You see, the law and the gospel are partners in the work of redemption. By the law, God graciously curbs the sinner’s worst instincts, for the sinner’s good and the good of those around him. By the law, God graciously shows us our need for a Savior. By the gospel, God shows us that he has provided a Savior for us. And then he shows us his perfect character in the law (and in the teachings of Jesus which took that law even further), saying, “Now that you’re free from sin, learn to be like me—not by rigorously following the rituals of law of Moses, but by reflecting the perfect character of God we see in the law. Don’t worry, I’ll help you.” Every interaction God has ever had with his people has been grace.
So here is what God is calling you to do through this text, whether you are a believer this morning or not. First of all, don’t assume your sin is smaller than it is. You may not indulge in the kinds of sin that are punishable by law here in France; but every day, all of us do things which are not in accordance with the gospel which has been entrusted to us.
On the other hand, don’t ever assume your sin is too great for God’s grace. Paul sets himself up as a living example of this fact: even if your sin is as deep as the ocean, the grace of our Lord OVERFLOWS for us with the faith and love that are in Christ Jesus. Imagining anything else is nothing short of idolatry—to put it bluntly, how arrogant is it to imagine that your sin is too big for the God of the universe to forgive? We are not that great, and God is not that small. No sin is too big for God’s grace to overcome. The saying is trustworthy and deserving of full acceptance, that Christ Jesus came into the world to save sinners.
And if we have received God’s grace, if he has shown us this mercy, we are living examples of the gospel. So brothers and sisters, we mustn’t ignore those around us who need the same grace. The aim of our charge is love. And whether or not we are motivated by love is as plain as the nose on our face. If we see ourselves as morally worthy, and others as morally poor, people can feel that; they can sense our disapproval and the distance that we think is between us—and so they shut down, because who wouldn’t?

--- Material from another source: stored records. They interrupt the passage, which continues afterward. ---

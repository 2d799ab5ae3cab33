// src/recipe/requirement.rs

//! Package references used in requirement lists
//!
//! A reference is written as `name [constraint...]`, for example `python >=3.6`
//! or `mpich 3.2.*`. Only the name is interpreted; the constraint is an opaque
//! string handed through to the artifact metadata unchanged.

use serde::{Deserialize, Serialize};
use std::collections::HashSet;
use std::fmt;
use std::str::FromStr;

/// A reference to another package
#[derive(Debug, Clone, PartialEq, Eq, Hash, Serialize, Deserialize)]
#[serde(try_from = "String", into = "String")]
pub struct PackageRef {
    /// Package name
    pub name: String,
    /// Version constraint, verbatim
    pub constraint: Option<String>,
}

impl PackageRef {
    /// Create a reference without a constraint
    pub fn new(name: impl Into<String>) -> Self {
        Self {
            name: name.into(),
            constraint: None,
        }
    }

    /// Create a reference with a constraint
    pub fn with_constraint(name: impl Into<String>, constraint: impl Into<String>) -> Self {
        Self {
            name: name.into(),
            constraint: Some(constraint.into()),
        }
    }
}

/// Check a package name: lowercase ASCII alphanumerics plus `-`, `_` and `.`
pub fn is_valid_package_name(name: &str) -> bool {
    !name.is_empty()
        && name.chars().all(|c| {
            c.is_ascii_lowercase() || c.is_ascii_digit() || matches!(c, '-' | '_' | '.')
        })
}

impl FromStr for PackageRef {
    type Err = String;

    fn from_str(s: &str) -> Result<Self, Self::Err> {
        let mut parts = s.split_whitespace();
        let name = parts
            .next()
            .ok_or_else(|| "empty package reference".to_string())?;

        if !is_valid_package_name(name) {
            return Err(format!("invalid package name '{}' in '{}'", name, s));
        }

        let rest: Vec<&str> = parts.collect();
        let constraint = if rest.is_empty() {
            None
        } else {
            Some(rest.join(" "))
        };

        Ok(Self {
            name: name.to_string(),
            constraint,
        })
    }
}

impl TryFrom<String> for PackageRef {
    type Error = String;

    fn try_from(value: String) -> Result<Self, Self::Error> {
        value.parse()
    }
}

impl From<PackageRef> for String {
    fn from(r: PackageRef) -> Self {
        r.to_string()
    }
}

impl fmt::Display for PackageRef {
    fn fmt(&self, f: &mut fmt::Formatter<'_>) -> fmt::Result {
        match &self.constraint {
            Some(c) => write!(f, "{} {}", self.name, c),
            None => write!(f, "{}", self.name),
        }
    }
}

/// Names that appear more than once in a requirement list
pub fn duplicate_names(refs: &[PackageRef]) -> Vec<&str> {
    let mut seen = HashSet::new();
    let mut dups = Vec::new();
    for r in refs {
        if !seen.insert(r.name.as_str()) && !dups.contains(&r.name.as_str()) {
            dups.push(r.name.as_str());
        }
    }
    dups
}

/// Union of requirement lists in first-seen order
///
/// A name listed more than once keeps its first constrained entry, so a bare
/// `make` in one list never hides `make >=4` in another.
pub fn merge_refs<'a>(lists: &[&'a [PackageRef]]) -> Vec<&'a PackageRef> {
    let mut merged: Vec<&'a PackageRef> = Vec::new();
    for r in lists.iter().flat_map(|list| list.iter()) {
        match merged.iter_mut().find(|m| m.name == r.name) {
            Some(existing) => {
                if existing.constraint.is_none() && r.constraint.is_some() {
                    *existing = r;
                }
            }
            None => merged.push(r),
        }
    }
    merged
}

/// Names given two different constraints across requirement lists
pub fn conflicting_constraints<'a>(lists: &[&'a [PackageRef]]) -> Vec<&'a str> {
    let mut conflicts = Vec::new();
    let all: Vec<&'a PackageRef> = lists.iter().flat_map(|list| list.iter()).collect();
    for (i, &a) in all.iter().enumerate() {
        let clash = all[i + 1..].iter().any(|b| {
            a.name == b.name
                && a.constraint.is_some()
                && b.constraint.is_some()
                && a.constraint != b.constraint
        });
        if clash && !conflicts.contains(&a.name.as_str()) {
            conflicts.push(a.name.as_str());
        }
    }
    conflicts
}
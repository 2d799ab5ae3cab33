// src/recipe/kitchen/script.rs

//! Running build and test scripts with a timeout and a cleared environment

use crate::error::{Error, Result};
use std::fs::{self, File};
use std::path::Path;
use std::process::{Command, ExitStatus, Stdio};
use std::time::Duration;
use tracing::debug;
use wait_timeout::ChildExt;

/// Outcome of a finished (or killed) script
#[derive(Debug)]
pub struct ScriptOutput {
    /// Exit status, `None` if the script was killed on timeout
    pub status: Option<ExitStatus>,
    pub stdout: String,
    pub stderr: String,
}

impl ScriptOutput {
    /// True if the script exited with status 0
    pub fn success(&self) -> bool {
        self.status.is_some_and(|s| s.success())
    }

    /// True if the script was killed after exceeding its timeout
    pub fn timed_out(&self) -> bool {
        self.status.is_none()
    }

    /// Exit code, if the script exited normally
    pub fn code(&self) -> Option<i32> {
        self.status.and_then(|s| s.code())
    }
}

/// Run `script` with `sh -c` from `workdir`
///
/// The child environment is cleared and replaced with `env`. Output goes to
/// `{label}.stdout` and `{label}.stderr` under `log_dir` rather than pipes, so
/// a chatty script cannot block on a full pipe while we wait on it.
pub fn run_script(
    label: &str,
    script: &str,
    workdir: &Path,
    env: &[(String, String)],
    timeout: Duration,
    log_dir: &Path,
) -> Result<ScriptOutput> {
    fs::create_dir_all(log_dir)?;
    let stdout_path = log_dir.join(format!("{}.stdout", label));
    let stderr_path = log_dir.join(format!("{}.stderr", label));

    debug!("Running {} script in {}: {}", label, workdir.display(), script);

    let mut child = Command::new("sh")
        .arg("-c")
        .arg(script)
        .current_dir(workdir)
        .env_clear()
        .envs(env.iter().map(|(k, v)| (k.as_str(), v.as_str())))
        .stdin(Stdio::null())
        .stdout(File::create(&stdout_path)?)
        .stderr(File::create(&stderr_path)?)
        .spawn()
        .map_err(|e| Error::IoError(format!("Failed to spawn {} script: {}", label, e)))?;

    let status = match child.wait_timeout(timeout)? {
        Some(status) => Some(status),
        None => {
            // Timeout - kill the process
            let _ = child.kill();
            let _ = child.wait();
            None
        }
    };

    Ok(ScriptOutput {
        status,
        stdout: read_lossy(&stdout_path),
        stderr: read_lossy(&stderr_path),
    })
}

fn read_lossy(path: &Path) -> String {
    fs::read(path)
        .map(|bytes| String::from_utf8_lossy(&bytes).into_owned())
        .unwrap_or_default()
}

/// Last `n` lines of `text`, for error messages
pub fn tail(text: &str, n: usize) -> String {
    let lines: Vec<&str> = text.lines().collect();
    let start = lines.len().saturating_sub(n);
    lines[start..].join("\n")
}
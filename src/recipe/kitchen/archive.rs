// src/recipe/kitchen/archive.rs

//! Archive and source file utilities for the Kitchen

use crate::error::{Error, Result};
use flate2::read::GzDecoder;
use std::fs::{self, File};
use std::io::{self, Read};
use std::path::Path;
use std::time::Duration;
use tracing::debug;
use url::Url;
use xz2::read::XzDecoder;

/// Download a file from a URL
///
/// `http` and `https` URLs are fetched with a blocking client; `file` URLs
/// are copied from the local filesystem. A single attempt is made.
pub fn download_file(url: &str, dest: &Path, timeout: Duration) -> Result<()> {
    let parsed =
        Url::parse(url).map_err(|e| Error::DownloadError(format!("Invalid url {}: {}", url, e)))?;

    match parsed.scheme() {
        "file" => {
            let path = parsed
                .to_file_path()
                .map_err(|_| Error::DownloadError(format!("Invalid file url: {}", url)))?;
            fs::copy(&path, dest).map_err(|e| {
                Error::DownloadError(format!("Failed to copy {}: {}", path.display(), e))
            })?;
            Ok(())
        }
        "http" | "https" => {
            let client = reqwest::blocking::Client::builder()
                .timeout(timeout)
                .build()
                .map_err(|e| Error::DownloadError(format!("Failed to create HTTP client: {e}")))?;

            let mut response = client
                .get(parsed)
                .send()
                .map_err(|e| Error::DownloadError(format!("Failed to download {}: {}", url, e)))?;

            if !response.status().is_success() {
                return Err(Error::DownloadError(format!(
                    "HTTP {} from {}",
                    response.status(),
                    url
                )));
            }

            let mut file = File::create(dest)?;
            let bytes = io::copy(&mut response, &mut file)
                .map_err(|e| Error::DownloadError(format!("Failed to read response: {e}")))?;
            debug!("Downloaded {} bytes from {}", bytes, url);
            Ok(())
        }
        other => Err(Error::DownloadError(format!(
            "Unsupported url scheme '{}' in {}",
            other, url
        ))),
    }
}

/// Compression applied to a tarball, detected from its file name
#[derive(Debug, Clone, Copy, PartialEq, Eq)]
pub enum ArchiveKind {
    Tar,
    TarGz,
    TarXz,
    TarZst,
}

impl ArchiveKind {
    /// Detect the archive kind from a file name
    ///
    /// Returns `None` for anything that is not a supported tarball.
    pub fn from_filename(filename: &str) -> Option<Self> {
        if filename.ends_with(".tar.gz") || filename.ends_with(".tgz") {
            Some(Self::TarGz)
        } else if filename.ends_with(".tar.xz") || filename.ends_with(".txz") {
            Some(Self::TarXz)
        } else if filename.ends_with(".tar.zst") || filename.ends_with(".tzst") {
            Some(Self::TarZst)
        } else if filename.ends_with(".tar") {
            Some(Self::Tar)
        } else {
            None
        }
    }
}

/// Extract an archive to a destination directory
///
/// Supports: .tar.gz, .tgz, .tar.xz, .txz, .tar.zst, .tzst, .tar.
/// Any other file is copied into `dest` unchanged.
pub fn extract_archive(archive: &Path, dest: &Path) -> Result<()> {
    let filename = archive
        .file_name()
        .and_then(|n| n.to_str())
        .unwrap_or("");

    let Some(kind) = ArchiveKind::from_filename(filename) else {
        debug!("{} is not an archive, copying verbatim", filename);
        fs::copy(archive, dest.join(filename))?;
        return Ok(());
    };

    let file = File::open(archive)
        .map_err(|e| Error::IoError(format!("Failed to open {}: {}", archive.display(), e)))?;

    let reader: Box<dyn Read> = match kind {
        ArchiveKind::Tar => Box::new(file),
        ArchiveKind::TarGz => Box::new(GzDecoder::new(file)),
        ArchiveKind::TarXz => Box::new(XzDecoder::new(file)),
        ArchiveKind::TarZst => Box::new(zstd::stream::read::Decoder::new(file)?),
    };

    unpack_tar(reader, dest)
        .map_err(|e| Error::IoError(format!("Failed to extract {}: {}", filename, e)))
}

/// Unpack a tar stream, refusing entries that would escape `dest`
pub fn unpack_tar<R: Read>(reader: R, dest: &Path) -> io::Result<()> {
    let mut archive = tar::Archive::new(reader);
    archive.set_preserve_permissions(true);
    archive.unpack(dest)
}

But if we see ourselves as morally poor needy and sinful (because we are), we’ll be amazed that God would ever give us such a gift. That thankfulness pushes us to love other people as people, and to desire to share this wonderful thing we have undeservingly received. And people can feel that too. So let us love others by letting them see us as we are: not as perfect saints who have it all together, who set the standard of acceptability by God, but as sinners who need saving as badly as anyone else, and who are living proofs that God does indeed save gloriously.